WHAT TO PRODUCE: Output a verbatim copy of the data, cut off after the line that contains "alternatives entry, sorted".

(Saved entries)
..........

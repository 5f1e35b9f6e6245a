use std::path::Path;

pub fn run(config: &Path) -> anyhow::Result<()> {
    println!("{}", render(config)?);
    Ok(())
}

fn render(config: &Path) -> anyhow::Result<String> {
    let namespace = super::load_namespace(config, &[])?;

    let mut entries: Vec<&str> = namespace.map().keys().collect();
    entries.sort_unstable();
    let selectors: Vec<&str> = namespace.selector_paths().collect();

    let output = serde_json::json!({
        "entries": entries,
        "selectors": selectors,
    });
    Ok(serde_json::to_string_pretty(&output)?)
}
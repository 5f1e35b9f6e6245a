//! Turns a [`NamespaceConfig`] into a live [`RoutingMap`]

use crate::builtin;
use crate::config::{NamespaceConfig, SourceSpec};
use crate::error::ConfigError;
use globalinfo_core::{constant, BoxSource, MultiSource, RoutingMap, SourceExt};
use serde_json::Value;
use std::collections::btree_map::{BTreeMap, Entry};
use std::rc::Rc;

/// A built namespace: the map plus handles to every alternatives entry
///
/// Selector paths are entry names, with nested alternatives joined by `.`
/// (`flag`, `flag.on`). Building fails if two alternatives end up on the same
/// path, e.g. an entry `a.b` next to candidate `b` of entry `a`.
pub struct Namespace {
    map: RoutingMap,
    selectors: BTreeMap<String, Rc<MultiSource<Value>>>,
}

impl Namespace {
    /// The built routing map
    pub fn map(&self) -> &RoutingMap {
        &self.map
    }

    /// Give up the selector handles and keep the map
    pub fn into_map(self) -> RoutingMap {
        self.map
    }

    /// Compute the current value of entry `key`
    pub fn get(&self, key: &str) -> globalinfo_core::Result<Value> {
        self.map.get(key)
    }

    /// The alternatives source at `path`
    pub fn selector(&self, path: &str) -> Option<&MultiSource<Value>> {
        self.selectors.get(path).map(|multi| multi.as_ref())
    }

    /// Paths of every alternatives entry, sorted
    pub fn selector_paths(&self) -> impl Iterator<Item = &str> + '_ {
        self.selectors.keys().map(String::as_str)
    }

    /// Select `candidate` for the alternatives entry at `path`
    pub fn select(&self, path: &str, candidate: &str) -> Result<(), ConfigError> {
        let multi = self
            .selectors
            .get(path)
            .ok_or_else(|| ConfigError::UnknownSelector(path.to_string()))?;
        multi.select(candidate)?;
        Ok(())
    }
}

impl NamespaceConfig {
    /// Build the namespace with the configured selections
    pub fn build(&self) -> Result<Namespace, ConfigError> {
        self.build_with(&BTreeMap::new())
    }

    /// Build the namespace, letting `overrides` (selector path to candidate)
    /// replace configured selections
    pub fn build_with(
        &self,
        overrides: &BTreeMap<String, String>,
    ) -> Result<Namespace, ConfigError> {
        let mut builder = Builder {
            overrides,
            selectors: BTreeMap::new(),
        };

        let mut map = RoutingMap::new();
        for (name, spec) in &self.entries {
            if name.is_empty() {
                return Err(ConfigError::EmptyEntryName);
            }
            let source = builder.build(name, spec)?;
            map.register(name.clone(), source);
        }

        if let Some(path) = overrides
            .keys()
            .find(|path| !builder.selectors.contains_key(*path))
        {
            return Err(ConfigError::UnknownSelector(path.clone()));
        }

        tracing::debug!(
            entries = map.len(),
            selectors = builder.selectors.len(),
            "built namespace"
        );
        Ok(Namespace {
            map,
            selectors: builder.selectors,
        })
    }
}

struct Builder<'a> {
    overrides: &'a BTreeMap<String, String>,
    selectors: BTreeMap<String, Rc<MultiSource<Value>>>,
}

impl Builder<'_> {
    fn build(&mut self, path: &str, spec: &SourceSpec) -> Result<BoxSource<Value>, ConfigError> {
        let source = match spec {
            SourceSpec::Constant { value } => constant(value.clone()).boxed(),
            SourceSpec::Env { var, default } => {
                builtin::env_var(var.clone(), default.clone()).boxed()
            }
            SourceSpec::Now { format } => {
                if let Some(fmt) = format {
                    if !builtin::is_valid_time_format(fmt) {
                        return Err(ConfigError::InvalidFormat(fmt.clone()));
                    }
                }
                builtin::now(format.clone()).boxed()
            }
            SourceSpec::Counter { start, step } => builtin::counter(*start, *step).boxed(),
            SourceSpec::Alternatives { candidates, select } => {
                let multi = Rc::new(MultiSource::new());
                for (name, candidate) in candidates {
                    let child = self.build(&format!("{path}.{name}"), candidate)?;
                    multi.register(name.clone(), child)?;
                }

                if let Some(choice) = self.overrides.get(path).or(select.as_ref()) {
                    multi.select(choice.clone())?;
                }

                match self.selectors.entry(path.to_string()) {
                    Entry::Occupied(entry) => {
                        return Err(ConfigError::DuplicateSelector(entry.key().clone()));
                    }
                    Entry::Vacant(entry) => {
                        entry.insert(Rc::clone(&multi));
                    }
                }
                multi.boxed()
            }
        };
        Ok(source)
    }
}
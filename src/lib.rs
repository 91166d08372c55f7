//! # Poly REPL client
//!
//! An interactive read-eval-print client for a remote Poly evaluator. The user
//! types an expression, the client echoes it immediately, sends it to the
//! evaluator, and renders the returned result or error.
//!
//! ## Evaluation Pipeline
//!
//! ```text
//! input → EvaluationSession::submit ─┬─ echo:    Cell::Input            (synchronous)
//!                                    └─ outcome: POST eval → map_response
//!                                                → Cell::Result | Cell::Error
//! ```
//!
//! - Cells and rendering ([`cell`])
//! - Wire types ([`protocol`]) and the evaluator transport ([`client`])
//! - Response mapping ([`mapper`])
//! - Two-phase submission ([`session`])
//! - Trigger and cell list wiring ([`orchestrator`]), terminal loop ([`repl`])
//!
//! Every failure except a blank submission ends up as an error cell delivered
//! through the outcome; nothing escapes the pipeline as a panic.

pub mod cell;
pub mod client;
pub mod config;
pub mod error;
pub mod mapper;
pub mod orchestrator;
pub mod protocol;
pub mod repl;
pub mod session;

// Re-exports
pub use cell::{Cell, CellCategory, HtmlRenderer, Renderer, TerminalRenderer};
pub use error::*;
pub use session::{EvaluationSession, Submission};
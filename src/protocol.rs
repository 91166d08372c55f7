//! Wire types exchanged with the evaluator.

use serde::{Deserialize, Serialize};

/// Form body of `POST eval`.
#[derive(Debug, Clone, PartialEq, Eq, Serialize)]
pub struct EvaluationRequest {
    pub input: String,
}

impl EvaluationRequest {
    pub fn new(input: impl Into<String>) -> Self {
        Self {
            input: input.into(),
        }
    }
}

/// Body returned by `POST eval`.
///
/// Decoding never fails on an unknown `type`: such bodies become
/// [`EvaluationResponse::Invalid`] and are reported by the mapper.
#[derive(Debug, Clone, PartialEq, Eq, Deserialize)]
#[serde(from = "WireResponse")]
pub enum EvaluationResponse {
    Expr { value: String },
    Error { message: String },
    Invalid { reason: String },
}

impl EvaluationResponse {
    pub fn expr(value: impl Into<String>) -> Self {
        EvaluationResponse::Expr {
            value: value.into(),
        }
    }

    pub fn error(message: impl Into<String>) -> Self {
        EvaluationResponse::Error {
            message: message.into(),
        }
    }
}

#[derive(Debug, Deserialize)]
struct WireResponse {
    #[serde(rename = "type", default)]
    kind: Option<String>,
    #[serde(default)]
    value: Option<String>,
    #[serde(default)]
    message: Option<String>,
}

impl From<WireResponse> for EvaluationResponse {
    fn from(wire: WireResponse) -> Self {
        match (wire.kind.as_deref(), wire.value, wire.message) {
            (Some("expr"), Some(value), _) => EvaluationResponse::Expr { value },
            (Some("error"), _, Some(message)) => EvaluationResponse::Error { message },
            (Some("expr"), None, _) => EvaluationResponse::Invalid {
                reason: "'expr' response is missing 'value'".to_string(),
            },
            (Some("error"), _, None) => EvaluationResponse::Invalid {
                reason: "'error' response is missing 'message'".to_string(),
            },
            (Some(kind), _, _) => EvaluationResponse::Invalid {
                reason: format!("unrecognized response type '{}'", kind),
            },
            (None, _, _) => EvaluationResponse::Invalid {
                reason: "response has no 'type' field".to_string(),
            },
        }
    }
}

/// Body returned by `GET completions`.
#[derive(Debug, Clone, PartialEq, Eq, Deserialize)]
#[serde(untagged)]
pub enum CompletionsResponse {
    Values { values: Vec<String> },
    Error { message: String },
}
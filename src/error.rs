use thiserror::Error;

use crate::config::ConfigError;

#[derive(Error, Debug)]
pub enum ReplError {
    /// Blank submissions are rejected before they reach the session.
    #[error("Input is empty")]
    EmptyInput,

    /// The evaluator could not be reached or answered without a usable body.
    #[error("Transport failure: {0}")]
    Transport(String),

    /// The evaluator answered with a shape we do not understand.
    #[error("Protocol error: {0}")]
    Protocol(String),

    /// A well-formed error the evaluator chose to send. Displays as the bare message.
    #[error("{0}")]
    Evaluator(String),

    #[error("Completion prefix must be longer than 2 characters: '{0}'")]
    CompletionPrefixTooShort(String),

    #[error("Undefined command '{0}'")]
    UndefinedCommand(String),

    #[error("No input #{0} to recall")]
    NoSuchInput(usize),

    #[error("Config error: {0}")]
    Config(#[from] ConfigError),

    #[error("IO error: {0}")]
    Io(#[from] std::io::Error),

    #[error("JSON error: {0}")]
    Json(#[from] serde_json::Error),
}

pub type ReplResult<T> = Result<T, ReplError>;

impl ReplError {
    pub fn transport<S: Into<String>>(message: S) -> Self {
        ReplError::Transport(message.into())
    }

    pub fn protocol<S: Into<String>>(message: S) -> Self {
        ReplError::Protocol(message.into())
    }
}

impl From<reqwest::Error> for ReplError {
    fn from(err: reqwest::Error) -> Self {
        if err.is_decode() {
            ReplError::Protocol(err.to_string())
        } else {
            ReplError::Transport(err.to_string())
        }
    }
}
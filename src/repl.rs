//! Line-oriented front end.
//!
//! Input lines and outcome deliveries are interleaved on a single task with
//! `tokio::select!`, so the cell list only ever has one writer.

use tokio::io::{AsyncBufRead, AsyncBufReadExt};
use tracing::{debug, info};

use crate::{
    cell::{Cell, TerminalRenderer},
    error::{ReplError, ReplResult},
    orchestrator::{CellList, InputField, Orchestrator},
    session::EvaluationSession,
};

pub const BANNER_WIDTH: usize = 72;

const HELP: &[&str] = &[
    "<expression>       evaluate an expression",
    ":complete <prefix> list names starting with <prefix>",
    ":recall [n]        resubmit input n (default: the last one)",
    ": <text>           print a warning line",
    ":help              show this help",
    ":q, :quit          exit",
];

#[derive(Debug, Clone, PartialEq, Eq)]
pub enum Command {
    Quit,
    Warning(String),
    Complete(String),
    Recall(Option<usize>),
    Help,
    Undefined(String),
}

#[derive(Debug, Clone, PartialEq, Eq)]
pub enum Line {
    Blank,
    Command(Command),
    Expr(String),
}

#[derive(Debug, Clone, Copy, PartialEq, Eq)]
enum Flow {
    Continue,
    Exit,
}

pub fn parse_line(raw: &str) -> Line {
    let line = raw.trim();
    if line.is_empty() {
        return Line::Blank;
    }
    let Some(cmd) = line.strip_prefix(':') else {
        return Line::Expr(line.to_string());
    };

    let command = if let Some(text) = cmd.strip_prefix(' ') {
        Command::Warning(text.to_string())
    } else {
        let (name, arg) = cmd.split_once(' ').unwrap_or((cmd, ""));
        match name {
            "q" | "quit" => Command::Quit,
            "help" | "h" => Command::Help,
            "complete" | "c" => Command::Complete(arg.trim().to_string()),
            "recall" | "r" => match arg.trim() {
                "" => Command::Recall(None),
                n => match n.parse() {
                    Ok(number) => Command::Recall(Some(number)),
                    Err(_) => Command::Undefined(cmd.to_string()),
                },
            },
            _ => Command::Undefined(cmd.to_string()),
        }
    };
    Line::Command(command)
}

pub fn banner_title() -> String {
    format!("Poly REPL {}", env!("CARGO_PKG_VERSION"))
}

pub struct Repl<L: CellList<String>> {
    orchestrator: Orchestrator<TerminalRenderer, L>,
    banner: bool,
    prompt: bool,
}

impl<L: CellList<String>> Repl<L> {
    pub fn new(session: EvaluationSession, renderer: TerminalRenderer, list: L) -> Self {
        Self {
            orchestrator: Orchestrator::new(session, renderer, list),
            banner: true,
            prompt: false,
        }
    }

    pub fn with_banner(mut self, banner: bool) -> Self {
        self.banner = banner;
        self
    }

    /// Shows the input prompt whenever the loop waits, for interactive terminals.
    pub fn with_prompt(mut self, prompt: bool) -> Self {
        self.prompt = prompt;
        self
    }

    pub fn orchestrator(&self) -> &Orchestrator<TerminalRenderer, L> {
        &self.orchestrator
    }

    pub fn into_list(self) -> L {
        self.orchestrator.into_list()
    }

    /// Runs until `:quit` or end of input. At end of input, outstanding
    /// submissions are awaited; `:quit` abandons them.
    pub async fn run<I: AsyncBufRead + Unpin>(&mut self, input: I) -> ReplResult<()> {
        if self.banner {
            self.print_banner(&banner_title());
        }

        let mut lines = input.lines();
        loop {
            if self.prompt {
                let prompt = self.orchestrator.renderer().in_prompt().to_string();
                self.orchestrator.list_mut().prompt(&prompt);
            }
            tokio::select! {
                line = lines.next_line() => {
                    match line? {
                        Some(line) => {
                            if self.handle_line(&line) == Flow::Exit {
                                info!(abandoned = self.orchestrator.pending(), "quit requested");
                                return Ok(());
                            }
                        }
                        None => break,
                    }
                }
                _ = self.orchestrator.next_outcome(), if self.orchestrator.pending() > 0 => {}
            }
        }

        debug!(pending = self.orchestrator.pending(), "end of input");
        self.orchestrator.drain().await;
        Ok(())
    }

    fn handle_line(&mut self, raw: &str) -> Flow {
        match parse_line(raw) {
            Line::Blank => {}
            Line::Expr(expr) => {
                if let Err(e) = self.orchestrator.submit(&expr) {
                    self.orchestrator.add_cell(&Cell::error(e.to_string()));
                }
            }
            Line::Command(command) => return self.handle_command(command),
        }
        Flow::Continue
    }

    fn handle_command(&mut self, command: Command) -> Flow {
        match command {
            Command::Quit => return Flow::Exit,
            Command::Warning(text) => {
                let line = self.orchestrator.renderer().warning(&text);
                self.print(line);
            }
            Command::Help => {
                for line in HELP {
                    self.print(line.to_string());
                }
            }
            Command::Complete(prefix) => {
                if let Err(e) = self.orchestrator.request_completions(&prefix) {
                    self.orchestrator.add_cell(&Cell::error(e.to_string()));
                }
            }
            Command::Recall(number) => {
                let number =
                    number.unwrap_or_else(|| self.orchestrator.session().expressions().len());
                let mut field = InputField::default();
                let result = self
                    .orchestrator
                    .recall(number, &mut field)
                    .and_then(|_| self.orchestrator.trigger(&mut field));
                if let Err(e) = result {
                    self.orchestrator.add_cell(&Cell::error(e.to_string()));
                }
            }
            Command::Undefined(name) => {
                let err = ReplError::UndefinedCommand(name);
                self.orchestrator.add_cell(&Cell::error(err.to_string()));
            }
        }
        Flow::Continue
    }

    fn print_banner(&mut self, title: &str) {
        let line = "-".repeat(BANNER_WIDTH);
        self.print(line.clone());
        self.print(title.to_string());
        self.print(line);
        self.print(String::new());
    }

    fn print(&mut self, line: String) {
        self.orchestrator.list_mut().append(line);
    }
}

..........

SOLUTION:
repository 5f1e35b9f6e6245a
use std::path::Path;

pub fn run(config: &Path) -> anyhow::Result<()> {
    println!("{}", render(config)?);
    Ok(())
}

fn render(config: &Path) -> anyhow::Result<String> {
    let namespace = super::load_namespace(config, &[])?;

    let mut entries: Vec<&str> = namespace.map().keys().collect();
    entries.sort_unstable();
    let selectors: Vec<&str> = namespace.selector_paths().collect();

    let output = serde_json::json!({
        "entries": entries,
        "selectors": selectors,
    });
    Ok(serde_json::to_string_pretty(&output)?)
}
repository 5f1e35b9f6e6245a
//! Turns a [`NamespaceConfig`] into a live [`RoutingMap`]

use crate::builtin;
use crate::config::{NamespaceConfig, SourceSpec};
use crate::error::ConfigError;
use globalinfo_core::{constant, BoxSource, MultiSource, RoutingMap, SourceExt};
use serde_json::Value;
use std::collections::btree_map::{BTreeMap, Entry};
use std::rc::Rc;

/// A built namespace: the map plus handles to every alternatives entry
///
/// Selector paths are entry names, with nested alternatives joined by `.`
/// (`flag`, `flag.on`). Building fails if two alternatives end up on the same
/// path, e.g. an entry `a.b` next to candidate `b` of entry `a`.
pub struct Namespace {
    map: RoutingMap,
    selectors: BTreeMap<String, Rc<MultiSource<Value>>>,
}

impl Namespace {
    /// The built routing map
    pub fn map(&self) -> &RoutingMap {
        &self.map
    }

    /// Give up the selector handles and keep the map
    pub fn into_map(self) -> RoutingMap {
        self.map
    }

    /// Compute the current value of entry `key`
    pub fn get(&self, key: &str) -> globalinfo_core::Result<Value> {
        self.map.get(key)
    }

    /// The alternatives source at `path`
    pub fn selector(&self, path: &str) -> Option<&MultiSource<Value>> {
        self.selectors.get(path).map(|multi| multi.as_ref())
    }

    /// Paths of every alternatives entry, sorted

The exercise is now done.